▸ **Work instructions**:
From the first line of the records through the line containing "and is resumed", retype every line exactly and nothing else.

++++++++++++++++++++

//! Task bodies run by the scheduler.
//!
//! A [`TaskMachine`] evaluates an expression that may reach `await`. Its
//! continuation lives in an explicit frame stack: when an awaited future is
//! still pending the machine returns [`TaskStep::Suspend`] and is resumed
//! later from the same frame. Sub-expressions that cannot suspend are
//! handed to the recursive evaluator in one go.

use super::*;
use derive_more::From;
use rill_core::ast::{ExprKind, Stmt};
use rill_core::ops::BinOpKind;

/// Outcome of running a task until it cannot continue.
#[derive(Debug)]
pub(crate) enum TaskStep {
    Complete(Value),
    Suspend(FutureId),
    Fail(Failure),
}

#[derive(Debug, From)]
pub(crate) enum TaskBody {
    Machine(TaskMachine),
    Combinator(Combinator),
}

#[derive(Debug)]
enum Pending {
    Let(usize),
    Discard,
}

#[derive(Debug)]
enum Frame {
    Eval { expr: PExpr, env: Env },
    /// Children evaluated in order, then combined.
    Strict { expr: PExpr, env: Env, values: Vec<Value> },
    Branch { expr: PExpr, env: Env },
    Arms { expr: PExpr, env: Env },
    Logic { expr: PExpr, env: Env, rhs: bool },
    Block { expr: PExpr, env: Env, next: usize, pending: Pending },
    Await { line: u32 },
    Resume { future: FutureId, line: u32 },
    Try { line: u32 },
}

#[derive(Debug)]
pub(crate) struct TaskMachine {
    stack: Vec<Frame>,
    /// Result of the sub-expression that finished last.
    value: Option<Value>,
    pub(crate) module: ModuleId,
    /// Top-level item: a `?` escaping it is an error rather than a result.
    pub(crate) root: bool,
}

impl TaskMachine {
    pub(crate) fn new(expr: PExpr, env: Env, module: ModuleId, root: bool) -> Self {
        Self {
            stack: vec![Frame::Eval { expr, env }],
            value: None,
            module,
            root,
        }
    }

    fn take(&mut self) -> Value {
        self.value.take().unwrap_or(Value::Void)
    }

    fn push_eval(&mut self, expr: &PExpr, env: &Env) {
        self.stack.push(Frame::Eval {
            expr: expr.clone(),
            env: env.clone(),
        });
    }
}

/// Future-combinator tasks created by `on_error`, `then` and friends.
#[derive(Debug)]
pub(crate) enum Combinator {
    OnError { source: FutureId, handler: Value },
    OnComplete { source: FutureId, handler: Value },
    Then { source: FutureId, handler: Value },
    All { sources: Vec<FutureId>, values: Vec<Value> },
    /// Settles like another future.
    Forward(FutureId),
}

impl Interpreter {
    pub(crate) fn run_machine(&mut self, machine: &mut TaskMachine) -> EvalResult<TaskStep> {
        while let Some(frame) = machine.stack.pop() {
            match frame {
                Frame::Eval { expr, env } => {
                    if expr.suspends {
                        self.begin(machine, expr, env)?;
                    } else {
                        machine.value = Some(self.eval(&expr, &env)?);
                    }
                }
                Frame::Strict { expr, env, mut values } => {
                    values.push(machine.take());
                    let child = expr.children().get(values.len()).map(|child| (*child).clone());
                    if let Some(child) = child {
                        machine.stack.push(Frame::Strict { expr, env: env.clone(), values });
                        machine.push_eval(&child, &env);
                    } else {
                        let value = self
                            .combine(&expr, &env, values)
                            .map_err(|unwind| unwind.locate(expr.line()))?;
                        machine.value = Some(value);
                    }
                }
                Frame::Branch { expr, env } => {
                    let ExprKind::If(if_expr) = &expr.kind else {
                        rt_bail!("malformed task frame");
                    };
                    let cond = machine.take();
                    if self.truth(cond, "if condition").map_err(|u| u.locate(expr.line()))? {
                        machine.push_eval(&if_expr.then, &env);
                    } else if let Some(elze) = &if_expr.elze {
                        machine.push_eval(elze, &env);
                    } else {
                        machine.value = Some(Value::Void);
                    }
                }
                Frame::Arms { expr, env } => {
                    let ExprKind::Match(m) = &expr.kind else {
                        rt_bail!("malformed task frame");
                    };
                    let scrutinee = machine.take();
                    let (body, arm_env) = self
                        .select_arm(m, &scrutinee, &env)
                        .map_err(|u| u.locate(expr.line()))?;
                    machine.stack.push(Frame::Eval { expr: body, env: arm_env });
                }
                Frame::Logic { expr, env, rhs } => {
                    let ExprKind::BinOp(bin) = &expr.kind else {
                        rt_bail!("malformed task frame");
                    };
                    let operand = machine.take();
                    let operand = self
                        .truth(operand, "logical operand")
                        .map_err(|u| u.locate(expr.line()))?;
                    let decided = rhs
                        || (bin.op == BinOpKind::And && !operand)
                        || (bin.op == BinOpKind::Or && operand);
                    if decided {
                        machine.value = Some(Value::Bool(operand));
                    } else {
                        let rhs_expr = bin.rhs.clone();
                        machine.stack.push(Frame::Logic { expr, env: env.clone(), rhs: true });
                        machine.push_eval(&rhs_expr, &env);
                    }
                }
                Frame::Block { expr, env, next, pending } => {
                    let env = match pending {
                        Pending::Discard => {
                            machine.value = None;
                            env
                        }
                        Pending::Let(index) => {
                            let value = machine.take();
                            let ExprKind::Block(block) = &expr.kind else {
                                rt_bail!("malformed task frame");
                            };
                            let Some(Stmt::Let(stmt)) = block.stmts.get(index) else {
                                rt_bail!("malformed task frame");
                            };
                            self.bind_let(stmt, value, &env)?
                        }
                    };
                    self.block_step(machine, expr, env, next)?;
                }
                Frame::Await { line } => match machine.take() {
                    Value::Future(future) => machine.stack.push(Frame::Resume { future, line }),
                    other => {
                        return Err(runtime_error_at(
                            format!("await expects a Future, found {}", other.type_name()),
                            line,
                        ))
                    }
                },
                Frame::Resume { future, line } => {
                    self.scheduler.futures.mark_observed(future);
                    match self.scheduler.futures.state(future) {
                        Some(FutureState::Resolved(value)) => machine.value = Some(value.clone()),
                        Some(FutureState::Failed(failure)) => {
                            let mut failure = failure.clone();
                            if failure.line == 0 {
                                failure.line = line;
                            }
                            return Ok(TaskStep::Fail(failure));
                        }
                        Some(FutureState::Pending) => {
                            machine.stack.push(Frame::Resume { future, line });
                            return Ok(TaskStep::Suspend(future));
                        }
                        None => return Err(runtime_error_at("unknown future", line)),
                    }
                }
                Frame::Try { line } => {
                    let value = machine.take();
                    machine.value = Some(self.try_unwrap(value, line)?);
                }
            }
        }
        Ok(TaskStep::Complete(machine.take()))
    }

    /// Pushes the frames for an expression that can reach `await`.
    fn begin(&mut self, machine: &mut TaskMachine, expr: PExpr, env: Env) -> EvalResult<()> {
        match &expr.kind {
            ExprKind::Await(await_expr) => {
                let future = await_expr.future.clone();
                machine.stack.push(Frame::Await { line: expr.line() });
                machine.push_eval(&future, &env);
            }
            ExprKind::Try(try_expr) => {
                let inner = try_expr.expr.clone();
                machine.stack.push(Frame::Try { line: expr.line() });
                machine.push_eval(&inner, &env);
            }
            ExprKind::If(if_expr) => {
                let cond = if_expr.cond.clone();
                machine.stack.push(Frame::Branch { expr, env: env.clone() });
                machine.push_eval(&cond, &env);
            }
            ExprKind::Match(m) => {
                let scrutinee = m.scrutinee.clone();
                machine.stack.push(Frame::Arms { expr, env: env.clone() });
                machine.push_eval(&scrutinee, &env);
            }
            ExprKind::BinOp(bin) if bin.op.is_logical() => {
                let lhs = bin.lhs.clone();
                machine.stack.push(Frame::Logic {
                    expr,
                    env: env.clone(),
                    rhs: false,
                });
                machine.push_eval(&lhs, &env);
            }
            ExprKind::Block(_) => self.block_step(machine, expr, env, 0)?,
            _ => {
                let Some(first) = expr.children().first().copied().cloned() else {
                    rt_bail!("expression cannot suspend");
                };
                machine.stack.push(Frame::Strict {
                    expr,
                    env: env.clone(),
                    values: Vec::new(),
                });
                machine.push_eval(&first, &env);
            }
        }
        Ok(())
    }

    /// Schedules statement `next` of a block, or its tail once every
    /// statement ran.
    fn block_step(
        &mut self,
        machine: &mut TaskMachine,
        expr: PExpr,
        env: Env,
        next: usize,
    ) -> EvalResult<()> {
        let ExprKind::Block(block) = &expr.kind else {
            rt_bail!("malformed task frame");
        };
        match block.stmts.get(next) {
            Some(stmt) => {
                let (value, pending) = match stmt {
                    Stmt::Let(let_stmt) => (let_stmt.value.clone(), Pending::Let(next)),
                    Stmt::Expr(expr) => (expr.clone(), Pending::Discard),
                };
                machine.stack.push(Frame::Block {
                    expr: expr.clone(),
                    env: env.clone(),
                    next: next + 1,
                    pending,
                });
                machine.push_eval(&value, &env);
            }
            None => match &block.tail {
                Some(tail) => machine.push_eval(tail, &env),
                None => machine.value = Some(Value::Void),
            },
        }
        Ok(())
    }

    pub(crate) fn run_combinator(&mut self, combinator: &mut Combinator) -> EvalResult<TaskStep> {
        loop {
            let source = match combinator {
                Combinator::OnError { source, .. }
                | Combinator::OnComplete { source, .. }
                | Combinator::Then { source, .. }
                | Combinator::Forward(source) => *source,
                Combinator::All { sources, values } => match sources.get(values.len()) {
                    Some(source) => *source,
                    None => return Ok(TaskStep::Complete(Value::list(std::mem::take(values)))),
                },
            };
            self.scheduler.futures.mark_observed(source);
            let outcome = match self.scheduler.futures.state(source) {
                Some(FutureState::Pending) => return Ok(TaskStep::Suspend(source)),
                Some(FutureState::Resolved(value)) => Ok(value.clone()),
                Some(FutureState::Failed(failure)) => Err(failure.clone()),
                None => rt_bail!("unknown future"),
            };
            let reply = match (&mut *combinator, outcome) {
                (Combinator::Forward(_), Ok(value)) => return Ok(TaskStep::Complete(value)),
                (Combinator::All { values, .. }, Ok(value)) => {
                    values.push(value);
                    continue;
                }
                (Combinator::OnError { handler, .. }, Ok(Value::Result(Err(error)))) => {
                    let handler = handler.clone();
                    self.call_value(handler, vec![(*error).clone()])?
                }
                (Combinator::OnError { handler, .. }, Err(failure)) => {
                    let handler = handler.clone();
                    self.call_value(handler, vec![failure.error])?
                }
                (Combinator::OnError { .. }, Ok(value)) => return Ok(TaskStep::Complete(value)),
                (Combinator::OnComplete { handler, .. }, outcome) => {
                    let argument = match outcome {
                        Ok(result @ Value::Result(_)) => result,
                        Ok(value) => Value::ok(value),
                        Err(failure) => Value::err(failure.error),
                    };
                    let handler = handler.clone();
                    self.call_value(handler, vec![argument])?
                }
                (Combinator::Then { handler, .. }, Ok(value)) => {
                    let handler = handler.clone();
                    self.call_value(handler, vec![value])?
                }
                (_, Err(failure)) => return Ok(TaskStep::Fail(failure)),
            };
            match reply {
                Value::Future(next) => *combinator = Combinator::Forward(next),
                value => return Ok(TaskStep::Complete(value)),
            }
        }
    }
}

++++++++++++++++++++

▸ **Your solution**:
//! Task bodies run by the scheduler.
//!
//! A [`TaskMachine`] evaluates an expression that may reach `await`. Its
//! continuation lives in an explicit frame stack: when an awaited future is
//! still pending the machine returns [`TaskStep::Suspend`] and is resumed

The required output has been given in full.